Saturday, October 8, 2011

John Lennon… ¿en La Habana?

Alguna vez el escritor y humanista francés François Rabelais  dijo que lo importante no era correr mucho si no empezar pronto la carrera. Desgraciadamente para que John Lennon fuera descubierto por la oficial Cuba, y su nombre traspasara definitivamente el oscuro silencio que en vida sufrió en mi país, el músico inglés tuvo que esperar hasta un 8 de Diciembre del 2000. Entonces, se le encargó a la carrera a uno de esos artistas de la nomenclatura una pequeña estatua para colocar en un oscuro parque habanero, de una zona tranquila, sosegada, lejos del bullicio  y de las posibles tormentas que aquella pequeña figura pudiera causar en el populoso corazón de La Habana. El músico británico cumplía 20 años de muerto, asesinado por el mismo hombre a quien había brindado un autógrafo en la mañana, y la necesidad del marketing político de ocasión y su potencial trascendencia en todos los periódicos del mundo no se podía perder. John Lennon había traspasado la barrera de la herejía para convertirse en una figura conveniente para la oficialidad cubana.
No importaba ya que esas mismas desgatadas autoridades fueran las fuentes de la prohibición de su música en el pasado. No importaba más que esa misma oficialidad había lanzado a la oscuridad al ex-Beatle y lo había condenado en el mismo corazón de la juventud que intentaba creer en esa “revolución” verde olivo en minúsculas. Entonces, ese día de Diciembre, la encorvada figura en el minúsculo verde olivo color necesitaba a John Lennon en La Habana, y hacer el festín de palabras con el cual cautivar a la prensa acreditada, y a la claque inevitable de aplaudidores de ocasión. Lo que olvidó y nunca estuvo planeado para la ocasión, fue la necesaria disculpa por las expulsiones de las universidades cubanas de esos cientos de jóvenes que un día degustaron al famoso integrante de Los Beatles, los que peinaron cabellos largos imitando a esa figura de bronce sentada en el tranquilo parque habanero, y a los que calumniaron por el impúdico “delito” de vestir un desteñido jean en la “uniforme” Cuba. A todos ellos, ese señor de verde olivo olvido mencionarlos, nunca existieron para él.
¿Cuántos de ellos fueron expulsados, condenados por los mismos cobardes compañeros de nocturnidad, en un acto despreciable de vileza y sumisión y terminaron lejos, perdidos sus nombres en alguna lejana geografía, su juventud y sus sueños robados en la epifanía revolucionaria de los 60 y 70, en la cacería de brujas en nuestros centros de estudios superiores?
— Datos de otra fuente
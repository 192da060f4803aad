// Derived metrics. Every ratio here is finite: a zero or non-finite
// denominator yields 0 so callers never have to special-case NaN.
use crate::types::{Absolutes, Ratios};

pub fn finite_or_zero(v: f64) -> f64 {
    if v.is_finite() {
        v
    } else {
        0.0
    }
}

/// `num / den`, or `0` when the denominator is zero or either side is not
/// a finite number.
pub fn safe_div(num: f64, den: f64) -> f64 {
    let num = finite_or_zero(num);
    let den = finite_or_zero(den);
    if den == 0.0 {
        return 0.0;
    }
    finite_or_zero(num / den)
}

pub fn derive_ratios(totals: &Absolutes) -> Ratios {
    Ratios {
        aov: safe_div(totals.revenue, totals.orders),
        roas: safe_div(totals.revenue, totals.ad_spend),
        conv_rate: safe_div(totals.orders, totals.sessions) * 100.0,
        cancel_rate: safe_div(totals.orders_canceled, totals.orders) * 100.0,
        profit_margin: safe_div(totals.profit, totals.revenue) * 100.0,
        profit_per_order: safe_div(totals.profit, totals.orders),
        avg_fulfillment_days: safe_div(totals.fulfillment_day_orders, totals.orders),
    }
}
// Utility helpers for parsing and number formatting.
//
// This module centralizes all the "dirty" spreadsheet text handling so the
// engine can assume clean, typed values.
use num_format::{Locale, ToFormattedString};

use crate::types::PercentChange;

/// Parse a string-like value into `f64` while being forgiving about
/// formatting issues that are common in spreadsheet exports.
///
/// - Accepts `Option<&str>` so callers can pass through optional fields.
/// - Trims whitespace and strips currency symbols, `%` and thousands
///   separators.
/// - Accepts accounting negatives like `(1,250.00)`.
/// - Rejects values that contain alphabetic characters.
/// - Returns `None` for anything that cannot be safely parsed.
pub fn parse_f64_safe(s: Option<&str>) -> Option<f64> {
    let s = s?.trim();
    if s.is_empty() {
        return None;
    }
    if s.chars().any(|c| c.is_ascii_alphabetic()) {
        return None;
    }
    let (negative, body) = match s.strip_prefix('(').and_then(|r| r.strip_suffix(')')) {
        Some(inner) => (true, inner),
        None => (false, s),
    };
    let cleaned: String = body
        .chars()
        .filter(|c| !matches!(c, ',' | '$' | '%' | ' '))
        .collect();
    let v = cleaned.parse::<f64>().ok().filter(|v| v.is_finite())?;
    Some(if negative { -v } else { v })
}

pub fn parse_i32_safe(s: Option<&str>) -> Option<i32> {
    // `?` propagates `None` early if the option is missing.
    let s = s?.trim();
    if s.is_empty() {
        return None;
    }
    s.parse::<i32>().ok()
}

/// Month as `1..=12`, `"06"`, `"Jun"` or `"June"`.
pub fn parse_month_safe(s: Option<&str>) -> Option<u32> {
    let s = s?.trim();
    if s.is_empty() {
        return None;
    }
    if let Ok(n) = s.parse::<u32>() {
        return (1..=12).contains(&n).then_some(n);
    }
    s.parse::<chrono::Month>().ok().map(|m| m.number_from_month())
}

pub fn format_number(n: f64, decimals: usize) -> String {
    // Format a floating-point value with:
    // - a fixed number of decimal places, and
    // - locale-aware thousands separators (e.g., `1,234,567.89`).
    // First, format to a plain fixed-decimal string like `1234567.89`.
    let s = format!("{:.*}", decimals, n.abs());
    // The sign follows the rounded text, so -0.004 prints as `0.00`.
    let neg = n < 0.0 && s.bytes().any(|b| matches!(b, b'1'..=b'9'));
    let (int_part, frac_part) = match s.split_once('.') {
        Some((int_part, frac)) => (int_part, Some(frac)),
        None => (s.as_str(), None),
    };
    // Use `num-format` to insert commas into the integer portion; anything
    // too wide for `u128` keeps its plain digits.
    let mut res = int_part
        .parse::<u128>()
        .map(|v| v.to_formatted_string(&Locale::en))
        .unwrap_or_else(|_| int_part.to_string());
    if let Some(frac) = frac_part {
        res.push('.');
        res.push_str(frac);
    }
    if neg {
        format!("-{}", res)
    } else {
        res
    }
}

pub fn format_int<T>(n: T) -> String
where
    T: ToFormattedString,
{
    // Thin wrapper around `num-format` for integer-like values, used for
    // counts in console messages (e.g., `9,855 rows loaded`).
    n.to_formatted_string(&Locale::en)
}

/// `+12.50%`, `-3.00%`, or `N/A` when there was no baseline.
pub fn format_change(change: PercentChange) -> String {
    match change {
        PercentChange::Percent(p) if p > 0.0 => format!("+{}%", format_number(p, 2)),
        PercentChange::Percent(p) => format!("{}%", format_number(p, 2)),
        PercentChange::NotAvailable => "N/A".to_string(),
    }
}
Para ellos, para mí, y para todos los cubanos, la estatua de Lennon llego muy tarde, y lo que pudo haber sido un acto de reconciliación con el olvido, las vidas aplastadas por intolerancias ideológicas y el silencio, se convirtió en una ridícula payasada, en otro acto miserable de deslealtad con la verdad.
Anecdóticamente, los redondos lentes de Lennon en el parque habanero fueron robados, más de una vez, hasta que el orfebre artista opto por fundirlos con el resto del cuerpo metálico del músico inglés. Ironías. La figura de Lennon en el parque habanero parece contemplar algo perdido a lo lejos, mas allá de la figura encorvada en aquel acto simiesco, casi por encima de los lentes, como si desde su metálica naturaleza aun rondara la duda en la honestidad de aquel hombre que un día lo condeno por oscuros diversionismos ideológicos. Y la verdad no estaría muy lejos entonces.
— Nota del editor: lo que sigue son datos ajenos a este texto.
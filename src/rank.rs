// Leaderboards and change-threshold alerting.
use std::cmp::Ordering;

use serde::{Deserialize, Serialize};

use crate::ratios::finite_or_zero;
use crate::types::{EntityChange, RankedEntity, ScoredEntity};

#[derive(Debug, Clone, Copy, PartialEq, Eq, Serialize, Deserialize)]
#[serde(rename_all = "lowercase")]
pub enum SortDirection {
    Asc,
    Desc,
}

/// Stable sort by value. Equal values keep their input order so an
/// unchanged input always renders in the same order.
pub fn rank(entities: &[ScoredEntity], direction: SortDirection, limit: Option<usize>) -> Vec<RankedEntity> {
    let mut ordered: Vec<(&str, f64)> = entities
        .iter()
        .map(|e| (e.id.as_str(), finite_or_zero(e.value)))
        .collect();
    ordered.sort_by(|a, b| {
        let ord = a.1.partial_cmp(&b.1).unwrap_or(Ordering::Equal);
        match direction {
            SortDirection::Asc => ord,
            SortDirection::Desc => ord.reverse(),
        }
    });
    ordered
        .into_iter()
        .take(limit.unwrap_or(usize::MAX))
        .enumerate()
        .map(|(i, (id, value))| RankedEntity {
            rank: i + 1,
            id: id.to_string(),
            value,
        })
        .collect()
}

/// Ranks entities by their percent change. Entities without a comparable
/// baseline are left out.
pub fn rank_by_change(changes: &[EntityChange], direction: SortDirection, limit: Option<usize>) -> Vec<RankedEntity> {
    let scored: Vec<ScoredEntity> = changes
        .iter()
        .filter_map(|c| {
            c.change
                .percent_change
                .value()
                .map(|pct| ScoredEntity::new(c.id.clone(), pct))
        })
        .collect();
    rank(&scored, direction, limit)
}

/// Keeps entities whose absolute percent change is at least `threshold`,
/// largest movement first.
///
/// A threshold of `0` disables filtering: every entity is returned,
/// including those with no comparison, which sort last.
pub fn filter_by_change(changes: &[EntityChange], threshold: f64) -> Vec<EntityChange> {
    let threshold = finite_or_zero(threshold).abs();
    let mut kept: Vec<&EntityChange> = changes
        .iter()
        .filter(|c| {
            threshold == 0.0
                || c.change
                    .percent_change
                    .magnitude()
                    .is_some_and(|m| m >= threshold)
        })
        .collect();
    kept.sort_by(|a, b| {
        match (
            a.change.percent_change.magnitude(),
            b.change.percent_change.magnitude(),
        ) {
            (Some(x), Some(y)) => y.partial_cmp(&x).unwrap_or(Ordering::Equal),
            (Some(_), None) => Ordering::Less,
            (None, Some(_)) => Ordering::Greater,
            (None, None) => Ordering::Equal,
        }
    });
    kept.into_iter().cloned().collect()
}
Para el caminante cotidiano de ese oscuro parque, para los niños que juegan y quizás se aventuran a tocarles los lentes, la pequeña figura hoy no tiene el significado de entonces. Hoy los nombres prohibidos en Cuba son otros, ¿o quizás los mismos? Para la Cuba oficial todas las carreras siempre comenzaron muy tarde.
John Lennon nació un 9 de octubre de 1940, y murió una fría noche de Diciembre del año 2000, a las 10:50 de la noche en la entrada del edificio de apartamentos donde vivía. Una corta vida para un hombre que supo vivir sin compromisos más allá de su honestidad con su propia conciencia. Como dijo su viuda, Yoko Ono:
“No hay funeral posible para John.  El amo y rezo por la raza humana. Recemos ahora por él.”